Microarray Gene Expression Analysis of Lesional Skin in Canine Vesicular Cutaneous Lupus Erythematosus (VCLE).

Abstract

BACKGROUND: Vesicular cutaneous lupus erythematosus (VCLE) is a rare autoimmune disease in dogs and is considered the canine counterpart of human subacute cutaneous lupus erythematosus (SCLE). However, the molecular mechanisms underlying VCLE remain incompletely defined. OBJECTIVE/HYPOTHESIS: To characterise gene expression changes in lesional skin from dogs with VCLE and identify immune pathways involved in disease pathogenesis. ANIMALS: Six client-owned dogs with clinically and histopathologically confirmed VCLE, and five healthy control dogs. MATERIALS AND METHODS: Formalin-fixed, paraffin-embedded lesional and control skin samples were analysed using the NanoString nCounter Canine Immuno-Oncology Panel, targeting 780 immune-related genes. Data were normalised using geNorm-selected housekeeping genes. Differential expression, cell type profiling and pathway enrichment analyses were also performed. RESULTS: Principal component analysis showed clear separation between VCLE and healthy control samples. A total of 491 differentially expressed genes were identified, including 439 upregulated and 52 downregulated genes (p-adj <&#x2009;0.05).

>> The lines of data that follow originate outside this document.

use futures::TryStreamExt;
use serde_json::Map;
use std::sync::Arc;
use tracing::{error, warn};
use warp::http::StatusCode;
use warp::hyper::body::{Buf, Bytes};
use warp::multipart::{FormData, Part};
use warp::reply::Response;
use warp::{Rejection, Reply, reply};

use crate::{
    config::Config,
    navigation,
    polyline::{
        self, Precision, PolylineError,
        geojson::{self, Entity},
    },
    provider::{ProviderError, RouteProviderWithCache, RouteRequest},
    route::{self, BoundingBox},
    transcribe::{AUDIO_FIELD, TranscribeError, Transcriber},
    types::{
        DecodeRequest, DecodeResponse, EncodeRequest, EncodeResponse, HealthResponse, LatLng,
        OutputFormat, RouteQuery, SearchQuery,
    },
};

const INVALID_LAT_LNG: &str = "Invalid Latitude or Longitude";

fn with_status(message: impl Into<String>, status: StatusCode) -> Response {
    reply::with_status(message.into(), status).into_response()
}

fn provider_error_reply(err: &ProviderError) -> Response {
    let status = match err {
        ProviderError::NoRoute(_) | ProviderError::NotFound(_) => StatusCode::NOT_FOUND,
        ProviderError::Io(_) | ProviderError::InvalidConfig(_) => {
            StatusCode::INTERNAL_SERVER_ERROR
        }
        ProviderError::Http(_)
        | ProviderError::Json(_)
        | ProviderError::Upstream { .. }
        | ProviderError::Polyline(_) => StatusCode::BAD_GATEWAY,
    };
    if status != StatusCode::NOT_FOUND {
        error!("Route provider failed: {}", err);
    }
    with_status(err.to_string(), status)
}

fn transcribe_error_reply(err: &TranscribeError) -> Response {
    match err {
        TranscribeError::NotConfigured => {
            with_status(err.to_string(), StatusCode::SERVICE_UNAVAILABLE)
        }
        _ => {
            error!("Transcription failed: {}", err);
            with_status(
                format!("Transcription failed: {}", err),
                StatusCode::INTERNAL_SERVER_ERROR,
            )
        }
    }
}

/// Round trips a random coordinate through the codec.
pub async fn get_status(precision: Precision) -> Result<impl Reply, Rejection> {
    let random_lat = rand::random::<f64>() * 180.0 - 90.0;
    let random_lng = rand::random::<f64>() * 360.0 - 180.0;
    let point = LatLng::new(random_lat, random_lng);
    let tolerance = 0.5 / precision.factor() + 1e-9;

    let round_trip = polyline::encode(&[point], precision)
        .and_then(|encoded| polyline::decode(&encoded, precision));
    match round_trip {
        Ok(decoded)
            if decoded.len() == 1
                && (decoded[0].lat - point.lat).abs() <= tolerance
                && (decoded[0].lng - point.lng).abs() <= tolerance =>
        {
            Ok(reply::with_status("Ok", StatusCode::OK))
        }
        _ => Ok(reply::with_status(
            "Error",
            StatusCode::INTERNAL_SERVER_ERROR,
        )),
    }
}

pub async fn get_health(
    provider: Arc<RouteProviderWithCache>,
    transcriber: Arc<Transcriber>,
) -> Result<impl Reply, Rejection> {
    Ok(reply::json(&HealthResponse {
        status: String::from("healthy"),
        provider: provider.describe().to_string(),
        transcription_configured: transcriber.is_configured(),
    }))
}

pub async fn get_search(
    query: SearchQuery,
    provider: Arc<RouteProviderWithCache>,
) -> Result<impl Reply, Rejection> {
    if query.q.trim().is_empty() {
        return Ok(with_status("Missing search text", StatusCode::BAD_REQUEST));
    }

    match provider.search(&query.q).await {
        Ok(places) => Ok(reply::json(&*places).into_response()),
        Err(err) => Ok(provider_error_reply(&err)),
    }
}

fn parse_endpoint(raw: &str) -> Result<LatLng, String> {
    let location = raw.parse::<LatLng>()?;
    if !location.is_valid() {
        return Err(INVALID_LAT_LNG.to_string());
    }
    Ok(location)
}

pub async fn get_route(
    query: RouteQuery,
    provider: Arc<RouteProviderWithCache>,
    config: Config,
) -> Result<impl Reply, Rejection> {
    let precision = match polyline::resolve_precision(query.precision, config.polyline_precision) {
        Ok(precision) => precision,
        Err(err) => return Ok(polyline_error_reply(err)),
    };

    let (start, end) = match (&query.start, &query.end, &query.from, &query.to) {
        (Some(start), Some(end), _, _) => match (parse_endpoint(start), parse_endpoint(end)) {
            (Ok(start), Ok(end)) => (start, end),
            (Err(message), _) | (_, Err(message)) => {
                return Ok(with_status(message, StatusCode::BAD_REQUEST));
            }
        },
        (_, _, Some(from), Some(to)) => {
            if from.trim().is_empty() || to.trim().is_empty() {
                return Ok(with_status("Missing search text", StatusCode::BAD_REQUEST));
            }
            match futures::try_join!(provider.resolve(from), provider.resolve(to)) {
                Ok((from, to)) => (from.location, to.location),
                Err(err) => return Ok(provider_error_reply(&err)),
            }
        }
        _ => {
            return Ok(with_status(
                "Expected either start and end or from and to",
                StatusCode::BAD_REQUEST,
            ));
        }
    };

    let request = RouteRequest {
        start,
        end,
        route_type: query.route_type.unwrap_or_default(),
    };
    let plan = match provider.route(request).await {
        Ok(plan) => plan,
        Err(err) => return Ok(provider_error_reply(&err)),
    };

    let rendered = match route::render_route(&plan, precision) {
        Ok(rendered) => rendered,
        Err(err) => {
            warn!("Discarding route {} -> {}", start, end);
            return Ok(provider_error_reply(&ProviderError::from(err)));
        }
    };

    match query.format.unwrap_or_default() {
        OutputFormat::Json => Ok(reply::json(&rendered).into_response()),
        OutputFormat::Geojson => Ok(reply::json(&rendered.to_geojson()).into_response()),
    }
}

fn polyline_error_reply(err: PolylineError) -> Response {
    with_status(err.to_string(), StatusCode::BAD_REQUEST)
}

pub async fn post_encode(body: EncodeRequest, config: Config) -> Result<impl Reply, Rejection> {
    let encoded = polyline::resolve_precision(body.precision, config.polyline_precision).and_then(
        |precision| match &body.geometry {
            Some(geometry) => geojson::from_geojson(geometry, precision),
            None => polyline::encode(&body.coordinates, precision),
        },
    );
    match encoded {
        Ok(polyline) => Ok(reply::json(&EncodeResponse { polyline }).into_response()),
        Err(err) => Ok(polyline_error_reply(err)),
    }
}

pub async fn post_decode(body: DecodeRequest, config: Config) -> Result<impl Reply, Rejection> {
    let precision = match polyline::resolve_precision(body.precision, config.polyline_precision) {
        Ok(precision) => precision,
        Err(err) => return Ok(polyline_error_reply(err)),
    };
    match body.format.unwrap_or_default() {
        OutputFormat::Json => {
            let joined = match route::concatenate_paths(&body.polylines, precision) {
                Ok(joined) => joined,
                Err(err) => return Ok(polyline_error_reply(err)),
            };
            Ok(reply::json(&DecodeResponse {
                bounds: BoundingBox::from_points(&joined.path),
                paths: joined.legs,
                path: joined.path,
            })
            .into_response())
        }
        OutputFormat::Geojson => {
            let geometries: Result<Vec<_>, _> = body
                .polylines
                .iter()
                .map(|encoded| geojson::to_geojson(encoded, precision))
                .collect();
            let features = match geometries {
                Ok(geometries) => geometries
                    .into_iter()
                    .map(|geometry| Entity::Feature {
                        properties: Map::new(),
                        geometry,
                    })
                    .collect(),
                Err(err) => return Ok(polyline_error_reply(err)),
            };
            Ok(reply::json(&Entity::FeatureCollection { features }).into_response())
        }
    }
}

pub async fn get_navigation_steps() -> Result<impl Reply, Rejection> {
    let steps = navigation::announced_steps(&navigation::demo_steps());
    Ok(reply::json(&steps))
}

/// Pulls the uploaded audio out of a multipart form.
async fn audio_part(form: FormData) -> Result<Option<AudioUpload>, warp::Error> {
    let parts: Vec<Part> = form.try_collect().await?;
    let Some(part) = parts.into_iter().find(|part| part.name() == AUDIO_FIELD) else {
        return Ok(None);
    };
    let content_type = part.content_type().map(String::from);
    let data = part
        .stream()
        .try_fold(Vec::new(), |mut data, mut chunk| async move {
            data.extend_from_slice(&chunk.copy_to_bytes(chunk.remaining()));
            Ok(data)
        })
        .await?;
    Ok(Some(AudioUpload {
        data: Bytes::from(data),
        content_type,
    }))
}

struct AudioUpload {
    data: Bytes,
    content_type: Option<String>,
}

async fn read_upload(form: FormData) -> Result<AudioUpload, Response> {
    match audio_part(form).await {
        Ok(Some(upload)) if !upload.data.is_empty() => Ok(upload),
        Ok(Some(_)) => Err(with_status("Empty audio upload", StatusCode::BAD_REQUEST)),
        Ok(None) => Err(with_status(
            format!("Missing '{}' upload", AUDIO_FIELD),
            StatusCode::BAD_REQUEST,
        )),
        Err(err) => {
            warn!("Unreadable multipart upload: {}", err);
            Err(with_status(
                format!("Unreadable upload: {}", err),
                StatusCode::BAD_REQUEST,
            ))
        }
    }
}

pub async fn post_transcribe(
    form: FormData,
    transcriber: Arc<Transcriber>,
) -> Result<impl Reply, Rejection> {
    let upload = match read_upload(form).await {
        Ok(upload) => upload,
        Err(response) => return Ok(response),
    };
    match transcriber
        .transcribe(upload.data, upload.content_type.as_deref())
        .await
    {
        Ok(response) => Ok(reply::json(&response).into_response()),
        Err(err) => Ok(transcribe_error_reply(&err)),
    }
}

pub async fn post_transcribe_raw(
    form: FormData,
    transcriber: Arc<Transcriber>,
) -> Result<impl Reply, Rejection> {
    let upload = match read_upload(form).await {
        Ok(upload) => upload,
        Err(response) => return Ok(response),
    };
    match transcriber.transcribe_raw(upload.data).await {
        Ok(response) => Ok(reply::json(&response).into_response()),
        Err(err) => Ok(transcribe_error_reply(&err)),
    }
}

Lesional skin showed marked upregulation of interferon-stimulated genes (CXCL10, IDO1, ISG15, IFIT1), cytotoxic molecules (GZMB, PRF1, FASLG), pro-inflammatory chemokines (CXCL8, CCL3, CCL4) and S100 family markers (S100A12, S100A9, S100A8). Downregulated genes included DLA-DQB1, ERBB4, CCL27, GATA3 and RORC. Cell type profiling demonstrated enrichment of CD8T cells, cytotoxic T cells, natural killer cells, dendritic cells, macrophages and neutrophils. Pathway enrichment analysis identified activation of interferon signalling, Janus kinase signal transducer and activator of transcription (JAK-STAT) signalling, chemotaxis and cytotoxic immune pathways. CONCLUSIONS AND CLINICAL RELEVANCE: VCLE lesions feature a dominant interferon-stimulated gene signature, with downstream activation of JAK-STAT signalling and cytotoxic lymphocyte-mediated immune responses, suggesting that interferon and JAK-STAT signalling are potential therapeutic targets.